Tyllidolh de la semaine suivante
— Peut-être que ça marche, votre truc, finalement. Vous m’avez presque manqué.
[Un long silence]
Vous pourriez répondre quelque chose à ça !
— Qu’est-ce que je devrais répondre, d’après vous ?
[Un long silence]
— Non, je me suis trompé. Ça ne me manquait pas du tout.
— Qu’est-ce qui ne vous manquait pas ?
*Ricanement*
[Puis un très long silence]
— Vous ne voulez pas me parler aujourd’hui ?
— Non. Je veux des gookies.
— Vous êtes en colère ?
[Un autre très long silence]
— J’ai l’impression que vous êtes en colère.
[Un soupir, mais pas d’autres réactions qu’un autre long silence]
— Et vous êtes encore plus énervé que je prenne votre silence pour de la colère, alors qu’il s’agit de votre part d’un test. D’une "expérimentation".
[40 minutes de silence intense]
— Notre rendez-vous se termine. À la semaine prochaine.
Tyllidolh plusieurs semaines plus tard
— Cela fait plusieurs fois que nous nous voyons sans parler. Aujourd’hui, ce sera la dernière, sauf si vous en décidez autrement. Vous resterez seul, en dehors de l’enseignement dispensé par les bonzes. Je suis ici pour parler avec vous et vous aider, mais je ne peux pas vous aider si vous ne parlez pas.
[Un silence, assez long]
— Je suis triste, Goroki. J’avais l’impression que vous aviez progressé, jusqu’à ce blocage. J’espérais vraiment que vous puissiez être remis en liberté.
*Bruit de quelqu’un se levant, quelques pas*
— Attendez ! Vous êtes triste ? Réellement ?
— C’est ce que j’ai dit.
— Montrez-moi votre masque. [Un temps] Sainte goo...
— Qu’est-ce que cela vous fait ?
— Non, ne cassez pas tout en recommençant avec vos questions idiotes... Laissez-moi un instant.

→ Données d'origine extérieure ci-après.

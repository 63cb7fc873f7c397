use std::sync::Arc;

use tracing::{debug, info, warn};

use crate::config::LlmConfig;

use super::prompt::{PersonaPrompt, SystemPromptProvider};
use super::providers::{self, LlmProvider};
use super::types::*;

// ---------------------------------------------------------------------------
// Fixed replies
// ---------------------------------------------------------------------------

/// Returned for every valid request when no provider is configured.
pub const OFFLINE_MESSAGE: &str = "I'm currently offline. Please reach out directly through \
                                   the contact section and I'll get back to you soon.";

/// Returned when the provider answers with no text.
pub const EMPTY_REPLY_MESSAGE: &str =
    "Sorry, I couldn't generate a response. Could you rephrase your question?";

/// Returned when the upstream call fails for any reason.
pub const UPSTREAM_FAILURE_MESSAGE: &str =
    "I'm having trouble connecting right now. Please try again in a moment.";

pub const MESSAGE_REQUIRED: &str = "Message is required";
pub const INVALID_BODY: &str = "Invalid request body";

// ---------------------------------------------------------------------------
// ChatRelay
// ---------------------------------------------------------------------------

/// Relays a visitor's message to the first available provider, grounded in
/// the persona system prompt. Holds no per-request state.
pub struct ChatRelay {
    providers: Vec<Arc<dyn LlmProvider>>,
    prompt: Arc<dyn SystemPromptProvider>,
}

impl ChatRelay {
    /// Create a relay over an ordered provider list. Only the first provider
    /// is ever called; the rest are kept for status reporting.
    pub fn new(
        providers: Vec<Arc<dyn LlmProvider>>,
        prompt: Arc<dyn SystemPromptProvider>,
    ) -> Arc<Self> {
        Arc::new(Self { providers, prompt })
    }

    /// Build providers and the persona prompt from configuration.
    pub fn from_config(config: &LlmConfig) -> Result<Arc<Self>, ChatError> {
        let providers = providers::create_providers(config)?;
        let prompt = PersonaPrompt::load(config.persona_file.as_deref())?;
        Ok(Self::new(providers, Arc::new(prompt)))
    }

    /// Whether at least one provider has a key configured.
    pub fn is_available(&self) -> bool {
        !self.providers.is_empty()
    }

    /// The provider that will serve requests, if any.
    pub fn active_provider(&self) -> Option<&dyn LlmProvider> {
        self.providers.first().map(|p| p.as_ref())
    }

    // -----------------------------------------------------------------------
    // Request handling
    // -----------------------------------------------------------------------

    /// Decode and validate a raw request body, returning the message.
    pub fn parse_request(raw: &[u8]) -> Result<String, ChatError> {
        let req: ChatRequest = serde_json::from_slice(raw)
            .map_err(|_| ChatError::InvalidRequest(INVALID_BODY.to_string()))?;

        match req.message {
            Some(m) if !m.is_empty() => Ok(m),
            _ => Err(ChatError::InvalidRequest(MESSAGE_REQUIRED.to_string())),
        }
    }

    /// Full request cycle: validate, then relay. Only malformed input is
    /// reported as an error; upstream problems become degraded replies.
    pub async fn handle_chat_request(&self, raw: &[u8]) -> Result<ChatReply, ChatError> {
        let message = Self::parse_request(raw)?;
        Ok(self.relay(&message).await)
    }

    /// Send a validated message upstream and map the outcome to a reply.
    pub async fn relay(&self, message: &str) -> ChatReply {
        let Some(provider) = self.active_provider() else {
            info!("no chat provider configured; replying offline");
            return ChatReply {
                message: OFFLINE_MESSAGE.to_string(),
                kind: ReplyKind::Offline,
            };
        };

        let conversation = self.build_conversation(message);
        debug!(provider = provider.name(), model = provider.model(), "relaying chat message");

        match provider.complete(&conversation).await {
            Ok(text) => {
                let text = text.trim();
                if text.is_empty() {
                    warn!(provider = provider.name(), "provider returned an empty reply");
                    ChatReply {
                        message: EMPTY_REPLY_MESSAGE.to_string(),
                        kind: ReplyKind::Empty,
                    }
                } else {
                    ChatReply {
                        message: text.to_string(),
                        kind: ReplyKind::Answered,
                    }
                }
            }
            Err(e) => {
                warn!(provider = provider.name(), error = %e, "chat provider call failed");
                ChatReply {
                    message: UPSTREAM_FAILURE_MESSAGE.to_string(),
                    kind: ReplyKind::UpstreamFailure,
                }
            }
        }
    }

    fn build_conversation(&self, message: &str) -> [ChatMessage; 2] {
        [
            ChatMessage::system(self.prompt.system_prompt()),
            ChatMessage::user(message),
        ]
    }
}

// ---------------------------------------------------------------------------
// Tests
// ---------------------------------------------------------------------------
use std::any::Any;

use axum::Router;
use axum::extract::DefaultBodyLimit;
use axum::response::{IntoResponse, Response};
use axum::routing::{get, post};
use tower_http::catch_panic::CatchPanicLayer;
use tower_http::cors::{Any as AnyOrigin, CorsLayer};
use tower_http::trace::TraceLayer;

use super::errors::ApiError;
use super::handlers;
use super::state::SharedState;

/// Largest request body accepted, in bytes.
pub const CHAT_BODY_LIMIT: usize = 64 * 1024;

/// Build the Axum router with all routes and middleware.
pub fn create_router(state: SharedState) -> Router {
    let cors = CorsLayer::new()
        .allow_origin(AnyOrigin)
        .allow_methods(AnyOrigin)
        .allow_headers(AnyOrigin);

    Router::new()
        // Health check (outside /api prefix)
        .route("/health", get(handlers::health))
        // Chat relay
        .route("/api/chat", post(handlers::chat))
        .route("/api/chat/status", get(handlers::chat_status))
        // Crawler files
        .route("/sitemap.xml", get(handlers::sitemap))
        .route("/robots.txt", get(handlers::robots))
        // Middleware
        .layer(DefaultBodyLimit::max(CHAT_BODY_LIMIT))
        .layer(CatchPanicLayer::custom(panic_response))
        .layer(cors)
        .layer(TraceLayer::new_for_http())
        .with_state(state)
}

/// Turn a handler panic into the generic JSON 500.
pub(crate) fn panic_response(err: Box<dyn Any + Send + 'static>) -> Response {
    let detail = if let Some(s) = err.downcast_ref::<String>() {
        s.clone()
    } else if let Some(s) = err.downcast_ref::<&str>() {
        (*s).to_string()
    } else {
        "unknown panic".to_string()
    };
    ApiError::InternalError(format!("handler panicked: {detail}")).into_response()
}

Je n’ai plus l’habitude de... [Un long silence, pendant lequel la guérisseuse semble se rasseoir] Vous ne pourriez pas rester là où je peux voir votre masque ?
— Pas si je reste.
[Un nouveau silence, soudain troublé par une respiration hachée]
— *surprise* Vous pleurez ?
— Je transpire du masque. [Un silence encore long]. Oui, je pleure. Je n’arrive plus à penser. Je ne sais plus quel jour nous sommes. Je n’en peux plus d’entendre les prières des bonzes. Elles me râpent le cerveau, pire que la râpe dont certains antekamis se servent sur leur masque. La douleur physique n’est rien... mais ça... sentir mes pensées se perdre... je n’arrive plus à savoir. Je... je n’arrive plus à réfléchir, c’est comme si mes pensées étaient dans une mare de boue...
[Un nouveau silence]
Ne partez pas. Parlez-moi. Vous êtes la seule... la seule qui pourrait me parler.

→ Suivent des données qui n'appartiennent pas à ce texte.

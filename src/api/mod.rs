//! HTTP surface: router, handlers, request/response models and error mapping.

pub mod errors;
pub mod handlers;
pub mod models;
pub mod router;
pub mod state;
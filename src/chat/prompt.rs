use std::path::Path;

use serde::Deserialize;

use super::types::ChatError;

/// Source of the system prompt placed at the head of every upstream
/// conversation.
pub trait SystemPromptProvider: Send + Sync {
    fn system_prompt(&self) -> &str;
}

/// A fixed prompt string.
#[derive(Debug, Clone)]
pub struct StaticPrompt(pub String);

impl SystemPromptProvider for StaticPrompt {
    fn system_prompt(&self) -> &str {
        &self.0
    }
}

// ---------------------------------------------------------------------------
// Persona
// ---------------------------------------------------------------------------

/// Facts about the site owner that ground the assistant's answers.
#[derive(Debug, Clone, Deserialize)]
pub struct Persona {
    pub name: String,
    pub role: String,
    #[serde(default)]
    pub location: Option<String>,
    pub summary: String,
    #[serde(default)]
    pub skills: Vec<String>,
    #[serde(default)]
    pub projects: Vec<Project>,
    #[serde(default)]
    pub contact: Option<String>,
}

#[derive(Debug, Clone, Deserialize)]
pub struct Project {
    pub name: String,
    pub description: String,
}

impl Default for Persona {
    fn default() -> Self {
        Persona {
            name: "Alex Carter".to_string(),
            role: "Full-Stack Developer".to_string(),
            location: Some("Remote".to_string()),
            summary: "Builds fast, accessible web applications end to end, from \
                      database schema to polished UI."
                .to_string(),
            skills: [
                "React",
                "Next.js",
                "TypeScript",
                "Node.js",
                "Tailwind CSS",
                "MongoDB",
                "PostgreSQL",
                "Python",
                "Docker",
            ]
            .iter()
            .map(|s| s.to_string())
            .collect(),
            projects: vec![
                Project {
                    name: "Portfolio".to_string(),
                    description: "This site: animated personal portfolio with an AI chat \
                                  assistant."
                        .to_string(),
                },
                Project {
                    name: "TaskFlow".to_string(),
                    description: "Kanban-style project manager with real-time collaboration."
                        .to_string(),
                },
                Project {
                    name: "ShopLite".to_string(),
                    description: "Headless e-commerce storefront with Stripe checkout."
                        .to_string(),
                },
            ],
            contact: Some("the contact form on this site".to_string()),
        }
    }
}

impl Persona {
    /// Load a persona from a JSON file.
    pub fn from_file(path: &Path) -> Result<Self, ChatError> {
        let raw = std::fs::read_to_string(path)
            .map_err(|e| ChatError::Persona(format!("{}: {e}", path.display())))?;
        serde_json::from_str(&raw)
            .map_err(|e| ChatError::Persona(format!("{}: {e}", path.display())))
    }
}

// ---------------------------------------------------------------------------
// Persona prompt
// ---------------------------------------------------------------------------

/// System prompt rendered once from a [`Persona`].
#[derive(Debug, Clone)]
pub struct PersonaPrompt {
    rendered: String,
}

impl PersonaPrompt {
    pub fn new(persona: &Persona) -> Self {
        Self {
            rendered: render(persona),
        }
    }

    /// Use the persona file if one is given, the built-in persona otherwise.
    pub fn load(path: Option<&Path>) -> Result<Self, ChatError> {
        let persona = match path {
            Some(p) => Persona::from_file(p)?,
            None => Persona::default(),
        };
        Ok(Self::new(&persona))
    }
}

impl Default for PersonaPrompt {
    fn default() -> Self {
        Self::new(&Persona::default())
    }
}

impl SystemPromptProvider for PersonaPrompt {
    fn system_prompt(&self) -> &str {
        &self.rendered
    }
}

fn render(p: &Persona) -> String {
    let mut out = format!(
        "You are the AI assistant on {name}'s portfolio website. You answer visitors' \
         questions about {name} in a friendly, professional tone.\n\n\
         About {name}:\n- Role: {role}\n",
        name = p.name,
        role = p.role,
    );
    if let Some(loc) = &p.location {
        out.push_str(&format!("- Location: {loc}\n"));
    }
    out.push_str(&format!("- Summary: {}\n", p.summary));

    if !p.skills.is_empty() {
        out.push_str(&format!("\nSkills: {}\n", p.skills.join(", ")));
    }

    if !p.projects.is_empty() {
        out.push_str("\nProjects:\n");
        for project in &p.projects {
            out.push_str(&format!("- {}: {}\n", project.name, project.description));
        }
    }

    out.push_str(
        "\nGuidelines:\n\
         - Keep answers concise (2-4 sentences) unless asked for detail\n\
         - Only state facts listed above; if you don't know, say so\n\
         - Politely steer unrelated questions back to the portfolio\n",
    );
    if let Some(contact) = &p.contact {
        out.push_str(&format!(
            "- For hiring or collaboration, point visitors to {contact}\n"
        ));
    }
    out
}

— De quoi voulez-vous que je vous parle ?
— De vous. De la vie, dehors. Est-ce que c’est l’hiver ? L’été ?
— L’automne.
— Parlez-moi de l’automne.
— Ce n’est pas à moi de parler...
— PARLEZ-MOI DE L’AUTOMNE !!!
[Un silence tendu]
— Goroki, rasseyez-vous.
[Un nouveau silence, puis l’Antekami éclate de rire]
— Vous ne valez pas Pingi pour les regards sévères ! Mais elle, elle sort une masse quand ça ne suffit pas.
— Goroki, je vous le demande pour la dernière fois, rasseyez-vous. [Un instant] Merci.
— Vous savez que je me plie à vos règles idiotes uniquement parce que j’ai besoin de vous pour tenir le coup ?
[Silence]
Vous ne devriez pas me faire remarquer que j’ai dit...
[Silence, encore]
Aidez-moi, enfin !
[Toujours aussi peu de réponse]
Vous devenez forte à ce jeu.
[Agitation, silence]
Qu’est-ce qui se passerait si je vous tuais ? Là ?
— Vous voulez me tuer ?
— Si je "veux" ? Je ne suis pas un psychopathe. Je ne "veux" jamais la mort des gens, vous le savez bien. Elle est juste parfois nécessaire. Non, je ne veux pas vous tuer. Je me demande juste ce qui se passerait si je le faisais.
— Que se passerait-il, à votre avis ?
[Silence]
— Parfois, j’aimerais vraiment que vous m’aidiez. Réellement. Mais pour cette semaine, l’entretien est fini.


HRP
* Un tyllidolh est une invention tryker (cherchez sur le forum) permettant d’enregistrer sur un disque les sons à proximité, puis de les restituer à l’aide de l’outil adapté.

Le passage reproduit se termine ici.